▸ **REQUIREMENT**:
In the entries below, how many lines contain the word "InitContext"? State the number and nothing more.

(Stored data entries)
--- START ---

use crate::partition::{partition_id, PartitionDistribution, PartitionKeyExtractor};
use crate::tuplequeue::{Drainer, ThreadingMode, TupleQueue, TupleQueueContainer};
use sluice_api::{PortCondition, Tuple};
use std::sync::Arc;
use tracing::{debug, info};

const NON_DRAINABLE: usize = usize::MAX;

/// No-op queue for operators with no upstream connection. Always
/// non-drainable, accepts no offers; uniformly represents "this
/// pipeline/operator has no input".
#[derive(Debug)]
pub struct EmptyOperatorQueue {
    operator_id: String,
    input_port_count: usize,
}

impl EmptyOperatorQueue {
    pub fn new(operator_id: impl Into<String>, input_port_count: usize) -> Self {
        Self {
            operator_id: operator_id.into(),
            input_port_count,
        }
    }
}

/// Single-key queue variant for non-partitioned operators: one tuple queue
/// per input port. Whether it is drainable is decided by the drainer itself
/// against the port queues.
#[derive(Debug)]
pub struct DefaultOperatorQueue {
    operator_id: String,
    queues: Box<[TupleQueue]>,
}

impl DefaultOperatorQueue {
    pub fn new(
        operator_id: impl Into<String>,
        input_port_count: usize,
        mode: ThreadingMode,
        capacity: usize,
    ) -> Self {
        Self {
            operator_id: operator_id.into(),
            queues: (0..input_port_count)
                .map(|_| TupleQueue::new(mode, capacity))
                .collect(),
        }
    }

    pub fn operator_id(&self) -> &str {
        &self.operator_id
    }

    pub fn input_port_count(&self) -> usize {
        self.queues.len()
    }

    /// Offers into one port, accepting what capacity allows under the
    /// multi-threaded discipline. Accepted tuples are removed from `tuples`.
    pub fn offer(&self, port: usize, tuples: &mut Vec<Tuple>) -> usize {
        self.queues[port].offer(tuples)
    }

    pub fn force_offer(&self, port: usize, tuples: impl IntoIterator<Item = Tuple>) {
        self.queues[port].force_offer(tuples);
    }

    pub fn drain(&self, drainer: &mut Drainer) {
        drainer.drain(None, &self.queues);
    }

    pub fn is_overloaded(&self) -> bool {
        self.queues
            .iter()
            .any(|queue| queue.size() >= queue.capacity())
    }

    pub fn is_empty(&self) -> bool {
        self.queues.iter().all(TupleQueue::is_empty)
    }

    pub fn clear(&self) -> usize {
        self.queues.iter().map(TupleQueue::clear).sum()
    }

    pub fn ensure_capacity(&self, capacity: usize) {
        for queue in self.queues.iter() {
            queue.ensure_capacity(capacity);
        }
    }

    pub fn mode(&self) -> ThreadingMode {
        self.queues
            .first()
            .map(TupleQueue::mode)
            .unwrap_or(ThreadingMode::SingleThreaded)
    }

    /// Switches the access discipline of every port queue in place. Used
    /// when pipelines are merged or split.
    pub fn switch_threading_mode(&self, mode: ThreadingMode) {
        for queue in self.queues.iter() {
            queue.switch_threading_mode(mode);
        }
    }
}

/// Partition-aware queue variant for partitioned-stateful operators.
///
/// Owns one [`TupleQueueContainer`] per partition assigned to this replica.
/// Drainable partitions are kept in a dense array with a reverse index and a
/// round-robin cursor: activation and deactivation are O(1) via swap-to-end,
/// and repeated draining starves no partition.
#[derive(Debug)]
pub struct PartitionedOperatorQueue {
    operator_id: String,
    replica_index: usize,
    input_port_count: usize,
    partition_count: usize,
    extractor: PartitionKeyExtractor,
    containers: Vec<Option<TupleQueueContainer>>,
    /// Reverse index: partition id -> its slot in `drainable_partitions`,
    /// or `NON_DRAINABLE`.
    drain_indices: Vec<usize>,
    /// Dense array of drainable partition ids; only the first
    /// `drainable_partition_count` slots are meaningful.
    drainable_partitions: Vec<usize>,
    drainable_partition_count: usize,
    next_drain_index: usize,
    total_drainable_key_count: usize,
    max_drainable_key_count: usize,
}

--- END ---
--- START ---

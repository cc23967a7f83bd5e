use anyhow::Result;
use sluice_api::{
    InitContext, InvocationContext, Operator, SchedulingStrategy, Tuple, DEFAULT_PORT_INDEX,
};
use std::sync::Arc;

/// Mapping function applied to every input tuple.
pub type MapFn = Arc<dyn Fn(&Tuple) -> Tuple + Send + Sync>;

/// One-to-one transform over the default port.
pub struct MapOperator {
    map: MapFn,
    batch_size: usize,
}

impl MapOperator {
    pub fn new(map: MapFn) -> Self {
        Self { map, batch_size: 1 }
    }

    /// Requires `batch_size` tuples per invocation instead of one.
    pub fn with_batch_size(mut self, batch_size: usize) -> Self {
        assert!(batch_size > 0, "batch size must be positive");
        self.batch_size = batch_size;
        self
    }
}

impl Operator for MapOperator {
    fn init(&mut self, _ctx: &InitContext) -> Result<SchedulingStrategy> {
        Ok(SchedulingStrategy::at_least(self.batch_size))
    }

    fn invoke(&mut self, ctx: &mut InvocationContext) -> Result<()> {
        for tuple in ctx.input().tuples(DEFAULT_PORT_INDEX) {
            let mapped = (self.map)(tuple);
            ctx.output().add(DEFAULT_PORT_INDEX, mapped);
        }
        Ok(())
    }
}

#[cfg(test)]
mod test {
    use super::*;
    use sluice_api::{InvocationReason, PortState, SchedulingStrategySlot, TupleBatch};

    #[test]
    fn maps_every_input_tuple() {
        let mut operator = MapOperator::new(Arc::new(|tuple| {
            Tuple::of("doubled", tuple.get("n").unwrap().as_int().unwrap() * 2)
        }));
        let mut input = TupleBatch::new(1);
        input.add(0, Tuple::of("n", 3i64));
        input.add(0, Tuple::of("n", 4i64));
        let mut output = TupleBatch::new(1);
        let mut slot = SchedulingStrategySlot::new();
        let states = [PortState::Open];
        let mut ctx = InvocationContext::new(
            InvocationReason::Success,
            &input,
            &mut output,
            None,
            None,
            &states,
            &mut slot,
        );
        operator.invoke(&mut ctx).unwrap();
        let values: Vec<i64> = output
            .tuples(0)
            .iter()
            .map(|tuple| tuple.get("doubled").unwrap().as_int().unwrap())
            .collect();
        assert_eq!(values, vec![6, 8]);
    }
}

--- END ---
--- START ---

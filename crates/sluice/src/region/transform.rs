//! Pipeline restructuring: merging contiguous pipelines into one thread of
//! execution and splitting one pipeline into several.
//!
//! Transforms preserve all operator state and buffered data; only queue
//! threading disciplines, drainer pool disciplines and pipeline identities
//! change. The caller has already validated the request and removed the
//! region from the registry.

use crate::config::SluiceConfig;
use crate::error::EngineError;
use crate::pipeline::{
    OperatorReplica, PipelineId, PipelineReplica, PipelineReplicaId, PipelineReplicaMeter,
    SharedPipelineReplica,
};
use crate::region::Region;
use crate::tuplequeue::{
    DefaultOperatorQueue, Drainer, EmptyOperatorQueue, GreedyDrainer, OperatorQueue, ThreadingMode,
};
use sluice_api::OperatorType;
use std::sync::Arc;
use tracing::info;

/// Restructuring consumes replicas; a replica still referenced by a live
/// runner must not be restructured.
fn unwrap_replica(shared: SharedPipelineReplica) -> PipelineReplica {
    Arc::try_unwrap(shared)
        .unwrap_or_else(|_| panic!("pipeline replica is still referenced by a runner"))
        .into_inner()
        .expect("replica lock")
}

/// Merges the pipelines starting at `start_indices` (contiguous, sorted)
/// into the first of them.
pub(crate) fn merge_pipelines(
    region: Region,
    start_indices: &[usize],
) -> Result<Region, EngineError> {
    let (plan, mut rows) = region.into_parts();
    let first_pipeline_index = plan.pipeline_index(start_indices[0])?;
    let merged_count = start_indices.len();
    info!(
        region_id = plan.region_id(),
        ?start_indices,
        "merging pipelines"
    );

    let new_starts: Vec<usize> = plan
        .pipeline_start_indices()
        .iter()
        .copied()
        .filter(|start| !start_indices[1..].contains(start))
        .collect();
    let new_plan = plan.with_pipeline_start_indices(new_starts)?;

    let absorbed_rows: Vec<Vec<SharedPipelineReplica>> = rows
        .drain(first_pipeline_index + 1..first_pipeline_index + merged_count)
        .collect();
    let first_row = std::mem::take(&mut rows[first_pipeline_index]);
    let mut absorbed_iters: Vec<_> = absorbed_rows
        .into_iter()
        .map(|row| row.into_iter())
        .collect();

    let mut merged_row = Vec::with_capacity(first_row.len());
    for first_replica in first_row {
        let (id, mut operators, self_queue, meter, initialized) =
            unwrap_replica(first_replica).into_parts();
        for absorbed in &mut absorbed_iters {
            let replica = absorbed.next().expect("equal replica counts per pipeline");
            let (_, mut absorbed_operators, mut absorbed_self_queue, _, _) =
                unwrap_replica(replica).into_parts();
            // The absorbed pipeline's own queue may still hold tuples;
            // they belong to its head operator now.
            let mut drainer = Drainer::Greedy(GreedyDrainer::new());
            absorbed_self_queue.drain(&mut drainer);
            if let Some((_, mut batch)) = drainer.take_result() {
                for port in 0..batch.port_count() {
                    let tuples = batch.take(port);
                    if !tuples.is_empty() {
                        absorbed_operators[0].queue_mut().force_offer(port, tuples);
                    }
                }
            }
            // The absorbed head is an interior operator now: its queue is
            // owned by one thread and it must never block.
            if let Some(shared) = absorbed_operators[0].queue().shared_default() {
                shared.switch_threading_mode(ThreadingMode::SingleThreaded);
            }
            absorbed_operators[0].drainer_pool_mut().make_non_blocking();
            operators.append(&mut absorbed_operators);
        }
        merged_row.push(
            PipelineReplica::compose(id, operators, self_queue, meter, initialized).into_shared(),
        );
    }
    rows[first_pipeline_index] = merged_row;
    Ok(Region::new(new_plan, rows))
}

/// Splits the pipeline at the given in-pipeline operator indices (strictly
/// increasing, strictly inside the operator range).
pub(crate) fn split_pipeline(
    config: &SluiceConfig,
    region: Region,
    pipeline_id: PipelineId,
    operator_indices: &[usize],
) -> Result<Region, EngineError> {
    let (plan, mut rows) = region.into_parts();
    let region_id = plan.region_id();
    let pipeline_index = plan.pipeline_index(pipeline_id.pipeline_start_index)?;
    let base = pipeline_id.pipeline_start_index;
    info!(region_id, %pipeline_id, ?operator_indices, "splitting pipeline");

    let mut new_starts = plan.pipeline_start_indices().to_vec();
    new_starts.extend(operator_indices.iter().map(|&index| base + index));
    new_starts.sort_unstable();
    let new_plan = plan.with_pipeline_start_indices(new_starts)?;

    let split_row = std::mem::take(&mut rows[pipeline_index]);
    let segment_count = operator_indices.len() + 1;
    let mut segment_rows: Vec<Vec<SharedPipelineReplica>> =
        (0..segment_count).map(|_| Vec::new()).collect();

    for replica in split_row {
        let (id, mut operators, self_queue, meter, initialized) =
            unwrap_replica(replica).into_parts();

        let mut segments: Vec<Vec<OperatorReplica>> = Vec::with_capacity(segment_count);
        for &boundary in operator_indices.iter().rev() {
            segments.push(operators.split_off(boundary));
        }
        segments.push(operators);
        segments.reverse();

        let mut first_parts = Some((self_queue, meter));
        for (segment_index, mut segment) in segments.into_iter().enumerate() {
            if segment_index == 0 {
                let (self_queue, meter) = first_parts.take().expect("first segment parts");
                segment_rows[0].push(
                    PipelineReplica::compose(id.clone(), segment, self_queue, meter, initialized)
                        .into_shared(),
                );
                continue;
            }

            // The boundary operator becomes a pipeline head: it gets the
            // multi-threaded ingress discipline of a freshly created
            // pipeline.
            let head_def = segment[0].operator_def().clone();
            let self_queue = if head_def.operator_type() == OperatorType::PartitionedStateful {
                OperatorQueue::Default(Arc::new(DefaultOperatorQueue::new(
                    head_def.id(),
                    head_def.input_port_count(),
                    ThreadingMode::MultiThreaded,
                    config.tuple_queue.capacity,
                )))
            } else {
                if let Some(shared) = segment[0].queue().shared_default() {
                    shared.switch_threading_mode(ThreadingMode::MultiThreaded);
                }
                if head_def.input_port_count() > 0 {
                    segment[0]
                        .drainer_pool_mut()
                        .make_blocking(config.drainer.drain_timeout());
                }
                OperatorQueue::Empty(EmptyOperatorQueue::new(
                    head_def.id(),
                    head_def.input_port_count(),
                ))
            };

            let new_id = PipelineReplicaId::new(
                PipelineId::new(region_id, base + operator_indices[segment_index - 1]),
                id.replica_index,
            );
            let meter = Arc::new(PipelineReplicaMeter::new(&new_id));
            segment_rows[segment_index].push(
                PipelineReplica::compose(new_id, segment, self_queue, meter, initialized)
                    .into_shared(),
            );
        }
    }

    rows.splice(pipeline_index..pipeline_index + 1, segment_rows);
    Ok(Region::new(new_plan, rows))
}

--- END ---

▸ **OUTPUT**:
2